◆ **Task details**: Going through the records that follow, please count the lines with "LogAction" in them and give only the count.

[Collected data]
Content starts
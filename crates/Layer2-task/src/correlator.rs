//! Event Correlator - durable log lines tied to tasks and agents
//!
//! Recording never fails the caller: a sink error is reported through
//! `tracing` and the record is dropped.

use std::sync::Arc;
use tasktrack_foundation::{
    Clock, Error, LogLevel, LogQuery, LogRecord, LogSink, NewLogRecord, Result, TaskId,
};
use tracing::{debug, error, info, warn};

/// Event Correlator
pub struct EventCorrelator {
    sink: Arc<dyn LogSink>,
    source: String,
    clock: Arc<dyn Clock>,
}

impl EventCorrelator {
    pub fn new(sink: Arc<dyn LogSink>, source: impl Into<String>, clock: Arc<dyn Clock>) -> Self {
        Self {
            sink,
            source: source.into(),
            clock,
        }
    }

    pub fn source(&self) -> &str {
        &self.source
    }

    /// Append a log line, mirrored to `tracing`
    pub async fn record(
        &self,
        level: LogLevel,
        message: impl Into<String>,
        task_id: Option<TaskId>,
        agent_id: Option<String>,
    ) {
        let message = message.into();
        mirror(level, &message, task_id);

        let mut record = NewLogRecord::new(level, message)
            .with_source(self.source.as_str())
            .with_agent(agent_id);
        record.created_at = self.clock.now();
        if let Some(id) = task_id {
            record = record.with_task(id);
        }

        if let Err(e) = self.sink.append(record).await {
            warn!(error = %e, "Failed to persist log record");
        }
    }

    pub async fn info(&self, message: impl Into<String>, task_id: TaskId, agent_id: Option<String>) {
        self.record(LogLevel::Info, message, Some(task_id), agent_id)
            .await
    }

    pub async fn warning(
        &self,
        message: impl Into<String>,
        task_id: TaskId,
        agent_id: Option<String>,
    ) {
        self.record(LogLevel::Warning, message, Some(task_id), agent_id)
            .await
    }

    pub async fn error(&self, message: impl Into<String>, task_id: TaskId, agent_id: Option<String>) {
        self.record(LogLevel::Error, message, Some(task_id), agent_id)
            .await
    }

    /// Stored records matching `query`, newest first
    pub async fn logs(&self, query: &LogQuery) -> Result<Vec<LogRecord>> {
        self.sink.list(query).await
    }

    pub async fn log(&self, id: i64) -> Result<LogRecord> {
        self.sink
            .get(id)
            .await?
            .ok_or_else(|| Error::NotFound(format!("Log {} not found", id)))
    }

    pub async fn delete_log(&self, id: i64) -> Result<()> {
        if self.sink.delete(id).await? {
            Ok(())
        } else {
            Err(Error::NotFound(format!("Log {} not found", id)))
        }
    }
}

fn mirror(level: LogLevel, message: &str, task_id: Option<TaskId>) {
    let task = task_id.map(|id| id.to_string()).unwrap_or_default();
    match level {
        LogLevel::Debug => debug!(task_id = %task, "{}", message),
        LogLevel::Info => info!(task_id = %task, "{}", message),
        LogLevel::Warning => warn!(task_id = %task, "{}", message),
        LogLevel::Error => error!(task_id = %task, "{}", message),
    }
}
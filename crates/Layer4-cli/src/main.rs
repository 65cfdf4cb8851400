//! tasktrack CLI - Main entry point

mod cli;
mod render;

use clap::{Parser, Subcommand, ValueEnum};
use std::path::PathBuf;
use tasktrack_foundation::TrackerConfig;
use tracing_subscriber::{layer::SubscriberExt, util::SubscriberInitExt};

/// tasktrack - run commands and watch their lifecycle
#[derive(Parser, Debug)]
#[command(name = "tasktrack")]
#[command(author, version, about, long_about = None)]
struct Args {
    #[command(subcommand)]
    command: Command,

    /// Directory holding the task database (overrides config)
    #[arg(long, global = true)]
    data_dir: Option<PathBuf>,

    /// Keep everything in memory for this invocation
    #[arg(long, global = true)]
    memory: bool,

    /// Processing delay before each execution, in milliseconds (overrides config)
    #[arg(long, global = true)]
    delay_ms: Option<u64>,

    /// Enable debug logging
    #[arg(short, long, global = true)]
    debug: bool,
}

#[derive(Subcommand, Debug)]
pub enum Command {
    /// Execute commands and stream their lifecycle events
    Run {
        /// Commands to execute, one task each
        #[arg(required = true)]
        commands: Vec<String>,

        /// Agent to attribute the tasks to
        #[arg(short, long)]
        agent: Option<String>,

        /// Print raw JSON events instead of formatted lines
        #[arg(long)]
        json: bool,
    },
    /// Create a pending task
    Create {
        name: String,
        command: String,

        #[arg(short, long)]
        agent: Option<String>,

        /// Schedule it right away and wait for it
        #[arg(long)]
        start: bool,
    },
    /// List tasks
    Tasks {
        #[arg(long, default_value = "0")]
        skip: usize,

        /// Page size (defaults to config)
        #[arg(short, long)]
        limit: Option<usize>,
    },
    /// Show one task as JSON
    Task { id: String },
    /// List log records, newest first
    Logs {
        /// debug, info, warning or error
        #[arg(long)]
        level: Option<String>,

        #[arg(long)]
        source: Option<String>,

        /// Only records for this task id
        #[arg(long)]
        task: Option<String>,

        #[arg(long, default_value = "0")]
        skip: usize,

        #[arg(short, long, default_value = "100")]
        limit: usize,
    },
    /// Inspect or delete one log record
    Log {
        #[command(subcommand)]
        action: LogAction,
    },
    /// Manage registered agents
    Agent {
        #[command(subcommand)]
        action: AgentAction,
    },
    /// Print the effective configuration
    Config {
        /// Also write it to the global or project config file
        #[arg(long, value_enum)]
        save: Option<ConfigScope>,
    },
}

#[derive(Subcommand, Debug)]
pub enum AgentAction {
    /// List agents by id
    List {
        #[arg(long, default_value = "0")]
        skip: usize,

        /// Page size (defaults to config)
        #[arg(short, long)]
        limit: Option<usize>,
    },
    /// Show one agent as JSON
    Show { id: i64 },
    /// Register a new agent
    Register {
        name: String,

        #[arg(short, long)]
        description: Option<String>,
    },
    /// Record a heartbeat, marking the agent active
    Heartbeat { id: i64 },
    /// Remove an agent
    Delete { id: i64 },
}

#[derive(ValueEnum, Clone, Copy, Debug, PartialEq, Eq)]
pub enum ConfigScope {
    /// ~/.config/tasktrack/config.json
    Global,
    /// ./.tasktrack/config.json
    Project,
}

#[derive(Subcommand, Debug)]
pub enum LogAction {
    /// Show one log record as JSON
    Show { id: i64 },
    /// Delete one log record
    Delete { id: i64 },
}

#[tokio::main]
async fn main() -> anyhow::Result<()> {
    let args = Args::parse();

    // Initialize logging (stderr keeps stdout for command output)
    let log_level = if args.debug { "debug" } else { "warn" };
    tracing_subscriber::registry()
        .with(
            tracing_subscriber::EnvFilter::try_from_default_env()
                .unwrap_or_else(|_| tracing_subscriber::EnvFilter::new(log_level)),
        )
        .with(
            tracing_subscriber::fmt::layer()
                .with_target(false)
                .with_writer(std::io::stderr),
        )
        .init();

    // Load configuration
    let mut config = TrackerConfig::load().unwrap_or_else(|e| {
        eprintln!("Warning: Failed to load config: {}", e);
        TrackerConfig::new()
    });
    if let Some(dir) = args.data_dir {
        config.storage.data_dir = Some(dir);
    }
    if let Some(delay_ms) = args.delay_ms {
        config.scheduler.processing_delay_ms = delay_ms;
    }

    let options = cli::Options {
        memory: args.memory,
    };
    cli::dispatch(config, options, args.command).await
}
Content ends
◆ **Task answer**: 2